BEGIN SOURCE INFORMATION
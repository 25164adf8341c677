//! Error types.
//!
//! The library reports failures as [`IndexError`]. The `pidx` binary maps them
//! onto [`AppError`], which carries the process exit code:
//!
//! - `2`: usage, configuration or I/O problems
//! - `3`: bad or insufficient input data
//! - `4`: model/prediction failures

use chrono::NaiveDate;
use thiserror::Error;

/// Errors produced by the index engine and its I/O layers.
#[derive(Debug, Error)]
pub enum IndexError {
    /// Malformed or empty input to `fit`.
    #[error("Data error: {0}")]
    DataError(String),

    /// `predict` called before a successful `fit`.
    #[error("Model is not fitted; call fit() first.")]
    UnfitModel,

    /// The requested item never appeared in the training data.
    #[error("No training data for item '{0}'.")]
    UnknownItem(String),

    /// The requested date lies outside the integration horizon.
    #[error("Date {date} is outside the index horizon [{min}, {max}].")]
    DateOutOfRange {
        date: NaiveDate,
        min: NaiveDate,
        max: NaiveDate,
    },

    #[error("Invalid configuration: {0}")]
    InvalidConfig(String),

    #[error("IO error: {0}")]
    Io(#[from] std::io::Error),

    #[error("CSV error: {0}")]
    Csv(#[from] csv::Error),

    #[error("JSON error: {0}")]
    Json(#[from] serde_json::Error),
}

impl IndexError {
    /// Whether the error means "no prediction available" rather than a failure.
    ///
    /// Benchmarks use this to count uncovered rows instead of aborting.
    pub fn is_no_prediction(&self) -> bool {
        matches!(
            self,
            IndexError::UnknownItem(_) | IndexError::DateOutOfRange { .. }
        )
    }

    /// Exit code used when this error reaches the binary.
    pub fn exit_code(&self) -> u8 {
        match self {
            IndexError::DataError(_) => 3,
            IndexError::UnfitModel
            | IndexError::UnknownItem(_)
            | IndexError::DateOutOfRange { .. } => 4,
            IndexError::InvalidConfig(_)
            | IndexError::Io(_)
            | IndexError::Csv(_)
            | IndexError::Json(_) => 2,
        }
    }
}

/// Result type with the engine error.
pub type Result<T> = std::result::Result<T, IndexError>;

/// Top-level error of the `pidx` binary.
#[derive(Clone)]
pub struct AppError {
    exit_code: u8,
    message: String,
}

impl AppError {
    pub fn new(exit_code: u8, message: impl Into<String>) -> Self {
        Self {
            exit_code,
            message: message.into(),
        }
    }

    pub fn exit_code(&self) -> u8 {
        self.exit_code
    }
}

impl From<IndexError> for AppError {
    fn from(err: IndexError) -> Self {
        AppError::new(err.exit_code(), err.to_string())
    }
}

impl std::fmt::Display for AppError {
    fn fmt(&self, f: &mut std::fmt::Formatter<'_>) -> std::fmt::Result {
        write!(f, "{}", self.message)
    }
}

impl std::fmt::Debug for AppError {
    fn fmt(&self, f: &mut std::fmt::Formatter<'_>) -> std::fmt::Result {
        f.debug_struct("AppError")
            .field("exit_code", &self.exit_code)
            .field("message", &self.message)
            .finish()
    }
}

impl std::error::Error for AppError {}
END SOURCE INFORMATION
YOUR GOAL.
Every entry should be output again exactly as written.

SOLVED EXERCISE.
repository 25164adf8341c677
//! Error types.
//!
//! The library reports failures as [`IndexError`]. The `pidx` binary maps them
//! onto [`AppError`], which carries the process exit code:
//!
//! - `2`: usage, configuration or I/O problems
//! - `3`: bad or insufficient input data
//! - `4`: model/prediction failures

use chrono::NaiveDate;
use thiserror::Error;

/// Errors produced by the index engine and its I/O layers.
#[derive(Debug, Error)]
pub enum IndexError {
    /// Malformed or empty input to `fit`.
    #[error("Data error: {0}")]
    DataError(String),

    /// `predict` called before a successful `fit`.
    #[error("Model is not fitted; call fit() first.")]
    UnfitModel,

    /// The requested item never appeared in the training data.
    #[error("No training data for item '{0}'.")]
    UnknownItem(String),

    /// The requested date lies outside the integration horizon.
    #[error("Date {date} is outside the index horizon [{min}, {max}].")]
    DateOutOfRange {
        date: NaiveDate,
        min: NaiveDate,
        max: NaiveDate,
    },

    #[error("Invalid configuration: {0}")]
    InvalidConfig(String),

    #[error("IO error: {0}")]
    Io(#[from] std::io::Error),

    #[error("CSV error: {0}")]
    Csv(#[from] csv::Error),

    #[error("JSON error: {0}")]
    Json(#[from] serde_json::Error),
}

impl IndexError {
    /// Whether the error means "no prediction available" rather than a failure.
    ///
    /// Benchmarks use this to count uncovered rows instead of aborting.
    pub fn is_no_prediction(&self) -> bool {
        matches!(
            self,
            IndexError::UnknownItem(_) | IndexError::DateOutOfRange { .. }
        )
    }

    /// Exit code used when this error reaches the binary.
    pub fn exit_code(&self) -> u8 {
        match self {
            IndexError::DataError(_) => 3,
            IndexError::UnfitModel
            | IndexError::UnknownItem(_)
            | IndexError::DateOutOfRange { .. } => 4,
            IndexError::InvalidConfig(_)
            | IndexError::Io(_)
            | IndexError::Csv(_)
            | IndexError::Json(_) => 2,
        }
    }
}

/// Result type with the engine error.
pub type Result<T> = std::result::Result<T, IndexError>;

/// Top-level error of the `pidx` binary.
#[derive(Clone)]
pub struct AppError {
    exit_code: u8,
    message: String,
}

impl AppError {
    pub fn new(exit_code: u8, message: impl Into<String>) -> Self {
        Self {
            exit_code,
            message: message.into(),
        }
    }

    pub fn exit_code(&self) -> u8 {
        self.exit_code
    }
}

impl From<IndexError> for AppError {
    fn from(err: IndexError) -> Self {
        AppError::new(err.exit_code(), err.to_string())
    }
}

impl std::fmt::Display for AppError {
    fn fmt(&self, f: &mut std::fmt::Formatter<'_>) -> std::fmt::Result {
        write!(f, "{}", self.message)
    }
}

impl std::fmt::Debug for AppError {
    fn fmt(&self, f: &mut std::fmt::Formatter<'_>) -> std::fmt::Result {
        f.debug_struct("AppError")
            .field("exit_code", &self.exit_code)
            .field("message", &self.message)
            .finish()
    }
}

impl std::error::Error for AppError {}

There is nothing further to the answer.